First off whats happening is you have way too much light.
You have 3 WPG w/o injecting your Co2 or Ferts yet ??? Not a good Idea at all...
When you run that much light it causes the plants to uptake nutrients faster than usual,
but since you havent provided those nutrients the plants are now showing deffiencys....

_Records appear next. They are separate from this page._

//! Startup configuration.
//!
//! Values are baked in at compile time from environment variables (see
//! `build.rs` for the `roomsense.local.env` convenience file). Everything is
//! validated once; a missing or malformed key is the only fatal error in the
//! firmware.

use embassy_time::Duration;

use crate::error::ConfigError;
use crate::http::Url;
use crate::model::TemperatureUnit;

#[derive(Debug, Clone, Copy)]
pub struct InfluxConfig {
    pub url: Url<'static>,
    pub org: &'static str,
    pub bucket: &'static str,
    pub token: &'static str,
}

#[derive(Debug, Clone, Copy)]
pub struct Config {
    pub wifi_ssid: &'static str,
    pub wifi_pass: &'static str,
    pub time_server: Url<'static>,
    pub influx: InfluxConfig,
    /// Host tag on every metric
    pub host: &'static str,
    /// Room tag on every metric, also shown in the footer
    pub room: &'static str,
    pub unit: TemperatureUnit,
    /// Sending button also flips the footer between room and IP
    pub couple_footer: bool,
    pub update_interval: Duration,
    pub tick: Duration,
    pub debounce: Duration,
    /// Hold for the sending button, which settles slower than the others
    pub sending_debounce: Duration,
    pub accept_window: Duration,
    pub net_timeout: Duration,
}

impl Config {
    /// Configuration compiled into the firmware image
    pub fn from_env() -> Result<Self, ConfigError> {
        Self::from_lookup(|key| match key {
            "WIFI_SSID" => option_env!("WIFI_SSID"),
            "WIFI_PASS" => option_env!("WIFI_PASS"),
            "TIME_SERVER_URL" => option_env!("TIME_SERVER_URL"),
            "INFLUX_URL" => option_env!("INFLUX_URL"),
            "INFLUX_ORG" => option_env!("INFLUX_ORG"),
            "INFLUX_BUCKET" => option_env!("INFLUX_BUCKET"),
            "INFLUX_TOKEN" => option_env!("INFLUX_TOKEN"),
            "SENSOR_HOST" => option_env!("SENSOR_HOST"),
            "SENSOR_ROOM" => option_env!("SENSOR_ROOM"),
            "ROOMSENSE_UNIT" => option_env!("ROOMSENSE_UNIT"),
            "ROOMSENSE_COUPLE_FOOTER" => option_env!("ROOMSENSE_COUPLE_FOOTER"),
            "ROOMSENSE_UPDATE_SECS" => option_env!("ROOMSENSE_UPDATE_SECS"),
            "ROOMSENSE_TICK_MS" => option_env!("ROOMSENSE_TICK_MS"),
            "ROOMSENSE_DEBOUNCE_MS" => option_env!("ROOMSENSE_DEBOUNCE_MS"),
            "ROOMSENSE_SENDING_DEBOUNCE_MS" => option_env!("ROOMSENSE_SENDING_DEBOUNCE_MS"),
            "ROOMSENSE_ACCEPT_MS" => option_env!("ROOMSENSE_ACCEPT_MS"),
            "ROOMSENSE_NET_TIMEOUT_MS" => option_env!("ROOMSENSE_NET_TIMEOUT_MS"),
            _ => None,
        })
    }

    /// Build and validate from an arbitrary key source
    pub fn from_lookup<F>(lookup: F) -> Result<Self, ConfigError>
    where
        F: Fn(&'static str) -> Option<&'static str>,
    {
        let required = |key: &'static str| match lookup(key) {
            Some(value) if !value.is_empty() => Ok(value),
            _ => Err(ConfigError::Missing(key)),
        };
        let url = |key: &'static str| {
            required(key).and_then(|value| Url::parse(value).ok_or(ConfigError::BadUrl(key)))
        };
        let number = |key: &'static str, default: u64| match lookup(key) {
            None | Some("") => Ok(default),
            Some(value) => value.trim().parse::<u64>().map_err(|_| ConfigError::BadValue(key)),
        };

        let unit = match lookup("ROOMSENSE_UNIT") {
            None | Some("") | Some("F") | Some("f") => TemperatureUnit::Fahrenheit,
            Some("C") | Some("c") => TemperatureUnit::Celsius,
            Some(_) => return Err(ConfigError::BadValue("ROOMSENSE_UNIT")),
        };
        let couple_footer = match number("ROOMSENSE_COUPLE_FOOTER", 0)? {
            0 => false,
            1 => true,
            _ => return Err(ConfigError::BadValue("ROOMSENSE_COUPLE_FOOTER")),
        };
        let update_secs = number("ROOMSENSE_UPDATE_SECS", 60)?;
        if update_secs == 0 {
            return Err(ConfigError::BadValue("ROOMSENSE_UPDATE_SECS"));
        }

        Ok(Self {
            wifi_ssid: required("WIFI_SSID")?,
            wifi_pass: lookup("WIFI_PASS").ok_or(ConfigError::Missing("WIFI_PASS"))?,
            time_server: url("TIME_SERVER_URL")?,
            influx: InfluxConfig {
                url: url("INFLUX_URL")?,
                org: required("INFLUX_ORG")?,
                bucket: required("INFLUX_BUCKET")?,
                token: required("INFLUX_TOKEN")?,
            },
            host: required("SENSOR_HOST")?,
            room: required("SENSOR_ROOM")?,
            unit,
            couple_footer,
            update_interval: Duration::from_secs(update_secs),
            tick: Duration::from_millis(number("ROOMSENSE_TICK_MS", 50)?),
            debounce: Duration::from_millis(number("ROOMSENSE_DEBOUNCE_MS", 200)?),
            sending_debounce: Duration::from_millis(number("ROOMSENSE_SENDING_DEBOUNCE_MS", 400)?),
            accept_window: Duration::from_millis(number("ROOMSENSE_ACCEPT_MS", 100)?),
            net_timeout: Duration::from_millis(number("ROOMSENSE_NET_TIMEOUT_MS", 10_000)?),
        })
    }
}

#[cfg(test)]
mod tests {
    use super::*;

    fn base(key: &'static str) -> Option<&'static str> {
        match key {
            "WIFI_SSID" => Some("home"),
            "WIFI_PASS" => Some("secret"),
            "TIME_SERVER_URL" => Some("http://time.lan:8000/now"),
            "INFLUX_URL" => Some("http://influx.lan:8086"),
            "INFLUX_ORG" => Some("house"),
            "INFLUX_BUCKET" => Some("climate"),
            "INFLUX_TOKEN" => Some("tok"),
            "SENSOR_HOST" => Some("sensor-1"),
            "SENSOR_ROOM" => Some("Office"),
            _ => None,
        }
    }

    #[test]
    fn defaults_apply_when_tunables_absent() {
        let config = Config::from_lookup(base).unwrap();
        assert_eq!(config.unit, TemperatureUnit::Fahrenheit);
        assert!(!config.couple_footer);
        assert_eq!(config.update_interval, Duration::from_secs(60));
        assert_eq!(config.tick, Duration::from_millis(50));
        assert_eq!(config.debounce, Duration::from_millis(200));
        assert_eq!(config.sending_debounce, Duration::from_millis(400));
        assert_eq!(config.accept_window, Duration::from_millis(100));
        assert_eq!(config.net_timeout, Duration::from_millis(10_000));
        assert_eq!(config.time_server.host, "time.lan");
        assert_eq!(config.time_server.port, 8000);
        assert_eq!(config.influx.url.port, 8086);
    }

    #[test]
    fn tunables_override_defaults() {
        let config = Config::from_lookup(|key| match key {
            "ROOMSENSE_UNIT" => Some("C"),
            "ROOMSENSE_COUPLE_FOOTER" => Some("1"),
            "ROOMSENSE_UPDATE_SECS" => Some("30"),
            "ROOMSENSE_TICK_MS" => Some("20"),
            "ROOMSENSE_SENDING_DEBOUNCE_MS" => Some("600"),
            other => base(other),
        })
        .unwrap();
        assert_eq!(config.unit, TemperatureUnit::Celsius);
        assert!(config.couple_footer);
        assert_eq!(config.update_interval, Duration::from_secs(30));
        assert_eq!(config.tick, Duration::from_millis(20));
        assert_eq!(config.sending_debounce, Duration::from_millis(600));
        assert_eq!(config.debounce, Duration::from_millis(200));
    }

    #[test]
    fn missing_credentials_are_fatal() {
        let result = Config::from_lookup(|key| match key {
            "INFLUX_TOKEN" => None,
            other => base(other),
        });
        assert_eq!(result.err(), Some(ConfigError::Missing("INFLUX_TOKEN")));
    }

    #[test]
    fn open_network_allows_empty_password() {
        let config = Config::from_lookup(|key| match key {
            "WIFI_PASS" => Some(""),
            other => base(other),
        })
        .unwrap();
        assert_eq!(config.wifi_pass, "");
    }

    #[test]
    fn https_urls_are_rejected() {
        let result = Config::from_lookup(|key| match key {
            "INFLUX_URL" => Some("https://cloud.influx.example"),
            other => base(other),
        });
        assert_eq!(result.err(), Some(ConfigError::BadUrl("INFLUX_URL")));
    }

    #[test]
    fn bad_numbers_are_rejected() {
        let result = Config::from_lookup(|key| match key {
            "ROOMSENSE_TICK_MS" => Some("fast"),
            other => base(other),
        });
        assert_eq!(result.err(), Some(ConfigError::BadValue("ROOMSENSE_TICK_MS")));

        let zero = Config::from_lookup(|key| match key {
            "ROOMSENSE_UPDATE_SECS" => Some("0"),
            other => base(other),
        });
        assert_eq!(zero.err(), Some(ConfigError::BadValue("ROOMSENSE_UPDATE_SECS")));
    }
}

What I would do is cut down some of your light and put it on a timer for 7 hrs a day
for now.... Order your Dry Ferts from www.RexGrigg.com (Combo Pack 1 will last a year)
and start getting your Co2 going already. Are you using Pressurized or DIY ?
Also order some Flourish Excell it has anti acid in it which will kill that BBA on your leafs.


----------



## jkunkel (Nov 14, 2007)

Ok, im new at this, but I thought that the substrate had the nutrients that the plants needed, at least for a little while. (my tank has only been running for about 3 weeks so far) I actually have two seperate lights, one is 96 watts, and the other is 42. Should I just turn one on for 7 hours a day untill I get the co2 going. I have a 5 lb. cylinder with a solenoid regulator. I got all the equipment from a friend, who is supposed to bring me the tubing and help me set it up as soon as I get my cylinder refilled at the oxygen place up the road. (need help setting up and learning how to use the co2, because Ive never used it before.) yes I know i need to get a timer for the lights and the co2.
Will the flourish excell kill my moss ball?


----------



## Mr. Fish (Oct 24, 2007)

For now I'd only run the 96 Watt light for 7 hrs.
Yes the substrate does have nutrients but not all nutrients for
planted aquariums.
Also since your running 3 WPG like I said your driving your plants to uptake
more nutrients when there not all there.
YOu need to dose NitrATE, Pottasium and Phosphate.
If you go on Rex's site you can get a combo pack of Ferts for about 15 dollars shipped,
and will last you a year.

No the Flourish Excell wont kill your Algae ball, I have one aswell and dose Excell
daily.... Co2 is simple once you figure out your Bubble rate and place it on a timer...
You basically dont have to do anything else to it...


----------



## jkunkel (Nov 14, 2007)

Thanks for the help, I will get the Exel, and some Ferts! Oh and get my co2 going.


----------



## JensR (Sep 21, 2006)

Get some Oto's. They love the brown algae.


----------